We imagined her as young lady, knowing she was going to be a wonderful, amazing daughter. We knew she'd be beautiful and loving. But we also knew that day would never come.

Now she's that young woman of 12, we see the dreams we had for her coming to fruition. She is a loving, beautiful, sweet, intelligent girl. She's all we could ask for in a daughter. Now we think about the teenage years, and I hope God keeps her innocent and joyful. I can't bear to imagine her grown with her own family. That day will never come.
It's not fair. I can't bear to see her grow. Each step has been a joy and there was not one time that I wished she would be older. I have cherished each day. I quit working full-time and eventually gave up even part-time work so that I could see every moment. I home-school because I saw time flying and I want to be an influence all throughout the day.
All these hours spent with her, watching her grow up, it's still not enough.

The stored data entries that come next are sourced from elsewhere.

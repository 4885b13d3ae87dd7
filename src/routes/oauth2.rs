// ABOUTME: OAuth endpoint handlers: authorize, callback, token, revoke, register, approvals
// ABOUTME: Thin HTTP adapters over the broker; 401s carry the WWW-Authenticate challenge
//
// SPDX-License-Identifier: MIT OR Apache-2.0
// Copyright (c) 2025 Fiscus

use crate::auth::authenticate_request;
use crate::context::BrokerResources;
use crate::errors::BrokerError;
use crate::models::{
    ApprovalResponse, AuthorizeQuery, CallbackQuery, ClientRegistrationRequest,
    ClientRegistrationResponse, RevokeRequest, TokenRequest, TokenResponse,
};
use axum::extract::{Path, Query, State};
use axum::http::header::{HeaderMap, AUTHORIZATION, LOCATION, WWW_AUTHENTICATE};
use axum::http::StatusCode;
use axum::response::{IntoResponse, Response};
use axum::{Form, Json};
use std::sync::Arc;

/// 302 Found redirect. `axum::response::Redirect` only offers 303/307/308,
/// and user-agent flows here use the classic 302.
fn found(location: &str) -> Response {
    (StatusCode::FOUND, [(LOCATION, location.to_owned())]).into_response()
}

/// Convert a broker error into a response, attaching the RFC 6750 bearer
/// challenge when the status is 401.
fn error_response(resources: &BrokerResources, error: BrokerError) -> Response {
    let status = error.http_status();
    let mut response = error.into_response();

    if status == StatusCode::UNAUTHORIZED {
        let challenge = format!(
            "Bearer realm=\"{}\"",
            resources.config.protected_resource_metadata_url()
        );
        if let Ok(value) = challenge.parse() {
            response.headers_mut().insert(WWW_AUTHENTICATE, value);
        }
    }

    response
}

/// GET /oauth/authorize
pub async fn authorize(
    State(resources): State<Arc<BrokerResources>>,
    Query(query): Query<AuthorizeQuery>,
) -> Response {
    match resources.broker.authorize(query).await {
        Ok(url) => found(&url),
        Err(error) => error_response(&resources, error),
    }
}

/// GET /oauth/callback
pub async fn callback(
    State(resources): State<Arc<BrokerResources>>,
    Query(query): Query<CallbackQuery>,
) -> Response {
    match resources.broker.callback(query).await {
        Ok(url) => found(&url),
        Err(error) => error_response(&resources, error),
    }
}

/// POST /oauth/token
pub async fn token(
    State(resources): State<Arc<BrokerResources>>,
    Form(request): Form<TokenRequest>,
) -> Result<Json<TokenResponse>, Response> {
    resources
        .broker
        .token(request)
        .await
        .map(Json)
        .map_err(|error| error_response(&resources, error))
}

/// POST /oauth/revoke (RFC 7009). Responds 200 whether or not the token
/// existed.
pub async fn revoke(
    State(resources): State<Arc<BrokerResources>>,
    Form(request): Form<RevokeRequest>,
) -> Response {
    match resources.broker.revoke(request).await {
        Ok(()) => StatusCode::OK.into_response(),
        Err(error) => error_response(&resources, error),
    }
}

/// POST /oauth/register (RFC 7591)
pub async fn register(
    State(resources): State<Arc<BrokerResources>>,
    Json(request): Json<ClientRegistrationRequest>,
) -> Response {
    match resources.broker.registry().register(request).await {
        Ok(client) => {
            let body = ClientRegistrationResponse::from(&client);
            (StatusCode::CREATED, Json(body)).into_response()
        }
        Err(error) => error_response(&resources, error),
    }
}

/// POST /oauth/requests/{request_id}/approve
///
/// Requires an authenticated resource owner; the issued code is bound to
/// the presented credential.
pub async fn approve(
    State(resources): State<Arc<BrokerResources>>,
    Path(request_id): Path<String>,
    headers: HeaderMap,
) -> Response {
    let authorization = headers.get(AUTHORIZATION).and_then(|v| v.to_str().ok());

    let authenticated = match authenticate_request(
        authorization,
        &resources.config.issuer_url,
        &resources.auth_strategies(),
    )
    .await
    {
        Ok(authenticated) => authenticated,
        Err(error) => return error_response(&resources, error),
    };

    match resources
        .broker
        .approve_request(
            &request_id,
            authenticated.principal,
            &authenticated.bearer_token,
        )
        .await
    {
        Ok(redirect_url) => Json(ApprovalResponse { redirect_url }).into_response(),
        Err(error) => error_response(&resources, error),
    }
}

/// POST /oauth/requests/{request_id}/deny
pub async fn deny(
    State(resources): State<Arc<BrokerResources>>,
    Path(request_id): Path<String>,
    headers: HeaderMap,
) -> Response {
    let authorization = headers.get(AUTHORIZATION).and_then(|v| v.to_str().ok());

    if let Err(error) = authenticate_request(
        authorization,
        &resources.config.issuer_url,
        &resources.auth_strategies(),
    )
    .await
    {
        return error_response(&resources, error);
    }

    match resources.broker.deny_request(&request_id).await {
        Ok(redirect_url) => Json(ApprovalResponse { redirect_url }).into_response(),
        Err(error) => error_response(&resources, error),
    }
}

I want her to slow down, spend a few years being 12. PLEASE don't make the jump to 13. Please don't let the day you grow up and don't need me anymore ever come.
6 comments:
After I wipe the tears, I will be able to tell you that she will NEVER stop needing you. I am 37 and I still need my mom. Really, I do. Believe me...she will never ever ever ever never ever stop needing you. She is lucky to the max to have you.
I love you Mommy!
Now you know my emotions and thoughts as you were growing up, you are a GREAT Mom and I am very proud of you. Now if you would only post the latest pictures that I took of Chandler ;-)
Dad
I didn't know that when I got into the blogging thing I would cry! You are so awesome and it's freaks me out to know that I'm only a few years from Drew being 12. This is why our photos are sooo important!
Chandler is really looking like a young lady - her face/features have certainly matured in the last couple of years. Like Donna - I'm 40 and I still need my mom and dad both! Enjoy the fact that you'll be able to meet all kinds of different needs as they change within her!
Don't they grow up fast??? Chandler is beautiful...Thank you so much for the AWESOME post. It made me go hug my kidlets!!!